(Data records)
// tests/config_test.rs
use genms_version::config::{load_config, LOCAL_CONFIG_FILE};
use genms_version::{VersionError, VersionOptions};
use serial_test::serial;
use std::io::Write;
use tempfile::NamedTempFile;

#[test]
fn test_load_from_file() {
    let mut temp_file = NamedTempFile::new().unwrap();
    let toml_content = r#"
branch = true
docker = true
master = "main"
default_branch = "develop"
"#;
    temp_file.write_all(toml_content.as_bytes()).unwrap();
    temp_file.flush().unwrap();

    let options = load_config(Some(temp_file.path())).unwrap();
    assert_eq!(options.branch, Some(true));
    assert_eq!(options.docker, Some(true));
    assert_eq!(options.revision, None);
    assert_eq!(options.master.as_deref(), Some("main"));
    assert_eq!(options.default_branch.as_deref(), Some("develop"));
}

#[test]
fn test_load_missing_explicit_file_fails() {
    let dir = tempfile::tempdir().unwrap();
    let missing = dir.path().join("nope.toml");

    let err = load_config(Some(missing.as_path())).unwrap_err();
    assert!(matches!(err, VersionError::Config(_)));
    assert!(err.to_string().contains("cannot read"));
}

#[test]
fn test_load_invalid_file_fails() {
    let mut temp_file = NamedTempFile::new().unwrap();
    temp_file.write_all(b"branch = \"yes\"\n").unwrap();
    temp_file.flush().unwrap();

    let err = load_config(Some(temp_file.path())).unwrap_err();
    assert!(err.to_string().contains("cannot parse"));
}

#[test]
#[serial]
fn test_load_from_working_directory() {
    let dir = tempfile::tempdir().unwrap();
    std::fs::write(dir.path().join(LOCAL_CONFIG_FILE), "semver = true\n").unwrap();

    let previous = std::env::current_dir().unwrap();
    std::env::set_current_dir(dir.path()).unwrap();
    let result = load_config(None);
    std::env::set_current_dir(previous).unwrap();

    let options = result.unwrap();
    assert_eq!(options, VersionOptions::new().with_semver(true));
}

WHAT TO WORK ON -
Having read the records above, reproduce each one exactly.

TASK OUTPUT -
// tests/config_test.rs
use genms_version::config::{load_config, LOCAL_CONFIG_FILE};
use genms_version::{VersionError, VersionOptions};
use serial_test::serial;
use std::io::Write;
use tempfile::NamedTempFile;

#[test]
fn test_load_from_file() {
    let mut temp_file = NamedTempFile::new().unwrap();
    let toml_content = r#"
branch = true
docker = true
master = "main"
default_branch = "develop"
"#;
    temp_file.write_all(toml_content.as_bytes()).unwrap();
    temp_file.flush().unwrap();

    let options = load_config(Some(temp_file.path())).unwrap();
    assert_eq!(options.branch, Some(true));
    assert_eq!(options.docker, Some(true));
    assert_eq!(options.revision, None);
    assert_eq!(options.master.as_deref(), Some("main"));
    assert_eq!(options.default_branch.as_deref(), Some("develop"));
}

#[test]
fn test_load_missing_explicit_file_fails() {
    let dir = tempfile::tempdir().unwrap();
    let missing = dir.path().join("nope.toml");

    let err = load_config(Some(missing.as_path())).unwrap_err();
    assert!(matches!(err, VersionError::Config(_)));
    assert!(err.to_string().contains("cannot read"));
}

#[test]
fn test_load_invalid_file_fails() {
    let mut temp_file = NamedTempFile::new().unwrap();
    temp_file.write_all(b"branch = \"yes\"\n").unwrap();
    temp_file.flush().unwrap();

    let err = load_config(Some(temp_file.path())).unwrap_err();
    assert!(err.to_string().contains("cannot parse"));
}

#[test]
#[serial]
fn test_load_from_working_directory() {
    let dir = tempfile::tempdir().unwrap();
    std::fs::write(dir.path().join(LOCAL_CONFIG_FILE), "semver = true\n").unwrap();

    let previous = std::env::current_dir().unwrap();
    std::env::set_current_dir(dir.path()).unwrap();
    let result = load_config(None);
    std::env::set_current_dir(previous).unwrap();

    let options = result.unwrap();
    assert_eq!(options, VersionOptions::new().with_semver(true));
}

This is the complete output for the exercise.